We will mostly be grading your ability to communicate your ideas so that your partner (and your T.A.) can understand them -- without lapsing into English or taking long pauses to think your phrases through. If your grammar is very good, that will be a plus, but several mistakes here and there are to be expected (and no one should be expected to get all of their accusative/dative/etc. details absolutely perfect when speaking spontaneously!). We will, of course, count off for major grammar problems or breakdowns in communication. The same goes for accent and pronunciation: if we can understand you and think that a native German would comprehend you, that’s good; if it is very difficult to make sense of, we will count off, and if it’s perfect, that will count extra. In short:

Plus points:Negative points:
natural conversational flowuse of English!
good vocabularylong awkward pauses or communication breakdowns
good pronunciationmajor difficulty in pronunciation
good grammarmajor grammar problems

If you want to, you can bring a small notecard with key vocabulary or phrases on it (no more than one index-card sized paper). No, there’s no extra credit for NOT having a notecard! :) However, please do NOT write out entire sentences or paragraphs, just small hints to help you remember troublesome words or phrases.
At some point during the next two weeks, we’ll have time in class for you to practice an interview with a partner, so start thinking about your identity, what you might want to say, and feel free to come up with questions or things you’d like to know how to express.
Remember, it’s not at all meant to be stressful, just to show off your ability to communicate in German and think on your feet in an approximately real-life situation.

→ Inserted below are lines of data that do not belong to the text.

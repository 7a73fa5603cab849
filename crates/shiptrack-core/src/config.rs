use crate::error::{Result, TrackError};
use crate::paths;
use serde::{Deserialize, Serialize};
use std::path::Path;
use std::time::Duration;

// ---------------------------------------------------------------------------
// ConfigWarning / WarnLevel
// ---------------------------------------------------------------------------

#[derive(Debug, Clone, Serialize, Deserialize)]
pub struct ConfigWarning {
    pub level: WarnLevel,
    pub message: String,
}

#[derive(Debug, Clone, PartialEq, Serialize, Deserialize)]
#[serde(rename_all = "snake_case")]
pub enum WarnLevel {
    Warning,
    Error,
}

// ---------------------------------------------------------------------------
// StoreConfig
// ---------------------------------------------------------------------------

#[derive(Debug, Clone, Serialize, Deserialize)]
pub struct StoreConfig {
    #[serde(default = "default_store_path")]
    pub path: String,
}

fn default_store_path() -> String {
    "orders.redb".to_string()
}

impl Default for StoreConfig {
    fn default() -> Self {
        Self {
            path: default_store_path(),
        }
    }
}

// ---------------------------------------------------------------------------
// CarrierConfig
// ---------------------------------------------------------------------------

#[derive(Debug, Clone, Serialize, Deserialize)]
pub struct CarrierConfig {
    #[serde(default = "default_base_url")]
    pub base_url: String,
}

fn default_base_url() -> String {
    "https://track.example-carrier.com/api/v1".to_string()
}

impl Default for CarrierConfig {
    fn default() -> Self {
        Self {
            base_url: default_base_url(),
        }
    }
}

// ---------------------------------------------------------------------------
// TrackingConfig
// ---------------------------------------------------------------------------

#[derive(Debug, Clone, Serialize, Deserialize)]
pub struct TrackingConfig {
    /// Scheduler tick frequency.
    #[serde(default = "default_interval_minutes")]
    pub interval_minutes: u64,
    /// Upper bound on candidate orders per run.
    #[serde(default = "default_batch_size")]
    pub batch_size: usize,
    /// Total timeout for one carrier status call.
    #[serde(default = "default_call_timeout_ms")]
    pub call_timeout_ms: u64,
}

fn default_interval_minutes() -> u64 {
    30
}

fn default_batch_size() -> usize {
    50
}

fn default_call_timeout_ms() -> u64 {
    10_000
}

impl Default for TrackingConfig {
    fn default() -> Self {
        Self {
            interval_minutes: default_interval_minutes(),
            batch_size: default_batch_size(),
            call_timeout_ms: default_call_timeout_ms(),
        }
    }
}

impl TrackingConfig {
    pub fn interval(&self) -> Duration {
        Duration::from_secs(self.interval_minutes * 60)
    }

    pub fn call_timeout(&self) -> Duration {
        Duration::from_millis(self.call_timeout_ms)
    }
}

// ---------------------------------------------------------------------------
// Config (top-level)
// ---------------------------------------------------------------------------

#[derive(Debug, Clone, Serialize, Deserialize)]
pub struct Config {
    #[serde(default = "default_version")]
    pub version: u32,
    #[serde(default)]
    pub store: StoreConfig,
    #[serde(default)]
    pub carrier: CarrierConfig,
    #[serde(default)]
    pub tracking: TrackingConfig,
}

fn default_version() -> u32 {
    1
}

impl Default for Config {
    fn default() -> Self {
        Self::new()
    }
}

impl Config {
    pub fn new() -> Self {
        Self {
            version: 1,
            store: StoreConfig::default(),
            carrier: CarrierConfig::default(),
            tracking: TrackingConfig::default(),
        }
    }

    pub fn load(root: &Path) -> Result<Self> {
        let path = paths::config_path(root);
        if !path.exists() {
            return Err(TrackError::NotInitialized);
        }
        let data = std::fs::read_to_string(&path)?;
        let cfg: Config = serde_yaml::from_str(&data)?;
        Ok(cfg)
    }

    pub fn save(&self, root: &Path) -> Result<()> {
        let path = paths::config_path(root);
        let data = serde_yaml::to_string(self)?;
        crate::io::atomic_write(&path, data.as_bytes())
    }

    // -----------------------------------------------------------------------
    // Validation
    // -----------------------------------------------------------------------

    pub fn validate(&self) -> Vec<ConfigWarning> {
        let mut warnings = Vec::new();

        if self.tracking.interval_minutes == 0 {
            warnings.push(ConfigWarning {
                level: WarnLevel::Error,
                message: "tracking.interval_minutes must be at least 1".to_string(),
            });
        }
        if self.tracking.batch_size == 0 {
            warnings.push(ConfigWarning {
                level: WarnLevel::Error,
                message: "tracking.batch_size must be at least 1".to_string(),
            });
        }
        if self.tracking.call_timeout_ms == 0 {
            warnings.push(ConfigWarning {
                level: WarnLevel::Error,
                message: "tracking.call_timeout_ms must be at least 1".to_string(),
            });
        }
        if self.tracking.batch_size > 500 {
            warnings.push(ConfigWarning {
                level: WarnLevel::Warning,
                message: format!(
                    "tracking.batch_size={} (>500 is unusual for a polling batch)",
                    self.tracking.batch_size
                ),
            });
        }
        if !self.carrier.base_url.starts_with("http://")
            && !self.carrier.base_url.starts_with("https://")
        {
            warnings.push(ConfigWarning {
                level: WarnLevel::Error,
                message: format!(
                    "carrier.base_url '{}' is not an http(s) URL",
                    self.carrier.base_url
                ),
            });
        }

        warnings
    }
}

// ---------------------------------------------------------------------------
// Tests
// ---------------------------------------------------------------------------

#[cfg(test)]
mod tests {
    use super::*;

    #[test]
    fn default_config_roundtrip() {
        let cfg = Config::new();
        let yaml = serde_yaml::to_string(&cfg).unwrap();
        let parsed: Config = serde_yaml::from_str(&yaml).unwrap();
        assert_eq!(parsed.version, 1);
        assert_eq!(parsed.tracking.interval_minutes, 30);
        assert_eq!(parsed.tracking.batch_size, 50);
        assert_eq!(parsed.tracking.call_timeout_ms, 10_000);
        assert_eq!(parsed.store.path, "orders.redb");
    }

    #[test]
    fn partial_yaml_fills_defaults() {
        let yaml = "version: 1\ntracking:\n  batch_size: 10\n";
        let cfg: Config = serde_yaml::from_str(yaml).unwrap();
        assert_eq!(cfg.tracking.batch_size, 10);
        assert_eq!(cfg.tracking.interval_minutes, 30);
        assert_eq!(cfg.carrier.base_url, default_base_url());
    }

    #[test]
    fn load_missing_config_is_not_initialized() {
        let dir = tempfile::TempDir::new().unwrap();
        let err = Config::load(dir.path()).unwrap_err();
        assert!(matches!(err, TrackError::NotInitialized));
    }

    #[test]
    fn save_then_load() {
        let dir = tempfile::TempDir::new().unwrap();
        let mut cfg = Config::new();
        cfg.tracking.interval_minutes = 5;
        cfg.save(dir.path()).unwrap();
        let loaded = Config::load(dir.path()).unwrap();
        assert_eq!(loaded.tracking.interval_minutes, 5);
    }

    #[test]
    fn validate_default_config_no_warnings() {
        assert!(Config::new().validate().is_empty());
    }

    #[test]
    fn validate_zero_interval_is_error() {
        let mut cfg = Config::new();
        cfg.tracking.interval_minutes = 0;
        let warnings = cfg.validate();
        assert!(warnings
            .iter()
            .any(|w| w.level == WarnLevel::Error && w.message.contains("interval_minutes")));
    }

    #[test]
    fn validate_oversized_batch_is_warning() {
        let mut cfg = Config::new();
        cfg.tracking.batch_size = 1000;
        let warnings = cfg.validate();
        assert!(warnings
            .iter()
            .any(|w| w.level == WarnLevel::Warning && w.message.contains("batch_size=1000")));
    }

    #[test]
    fn validate_non_http_base_url_is_error() {
        let mut cfg = Config::new();
        cfg.carrier.base_url = "ftp://carrier.example".to_string();
        let warnings = cfg.validate();
        assert!(warnings
            .iter()
            .any(|w| w.level == WarnLevel::Error && w.message.contains("base_url")));
    }

    #[test]
    fn interval_and_timeout_durations() {
        let cfg = TrackingConfig::default();
        assert_eq!(cfg.interval(), Duration::from_secs(30 * 60));
        assert_eq!(cfg.call_timeout(), Duration::from_millis(10_000));
    }
}
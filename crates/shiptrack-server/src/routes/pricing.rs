use axum::extract::State;
use axum::Json;
use serde::Deserialize;

use shiptrack_core::pricing::{self, PriceBreakdown};

use crate::error::AppError;
use crate::state::AppState;

#[derive(Deserialize)]
pub struct QuoteRequest {
    pub weight_grams: f64,
    pub rate_cents_per_gram: u64,
    #[serde(default)]
    pub stone_value_cents: u64,
    #[serde(default)]
    pub making_charge_pct: f64,
    #[serde(default)]
    pub gst_pct: f64,
}

/// POST /api/pricing/quote — price breakdown for a single piece.
pub async fn quote(
    State(_app): State<AppState>,
    Json(body): Json<QuoteRequest>,
) -> Result<Json<PriceBreakdown>, AppError> {
    if !body.weight_grams.is_finite() || body.weight_grams <= 0.0 {
        return Err(AppError::bad_request("weight_grams must be positive"));
    }
    if !body.making_charge_pct.is_finite() || body.making_charge_pct < 0.0 {
        return Err(AppError::bad_request("making_charge_pct must be non-negative"));
    }
    if !body.gst_pct.is_finite() || body.gst_pct < 0.0 {
        return Err(AppError::bad_request("gst_pct must be non-negative"));
    }

    Ok(Json(pricing::quote(
        body.weight_grams,
        body.rate_cents_per_gram,
        body.stone_value_cents,
        body.making_charge_pct,
        body.gst_pct,
    )))
}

Viel Glück!

To help you prepare a bit for the exam, you should think about whether you want to ‘play’ yourself or a fictitious identity. Fill out the following table with brief notes (in German) so that you’ll have a better sense of your background information. (Remember that during the oral exam you will probably still need to invent some answers to questions that you may not have anticipated!)


Familie: groß/klein? Geschwister? Eltern? Haustiere? 

Heimatstadt (=home town): 

Alter (=age): 

Interessen und Hobbys: 

Wie lange lernst du schon Deutsch? 

Wie lange bleibst du in Berlin? 

Wohnlage (=living quarters) in Berlin: groß/klein? gut/schlecht? billig/teuer? Mitbewohner/in? 

Studium: Hauptfach (=major) und Interessen? 

Welche Kurse hast du dieses Semester (in Berlin)? 

Was für einen Job möchtest du nach dem Studium finden?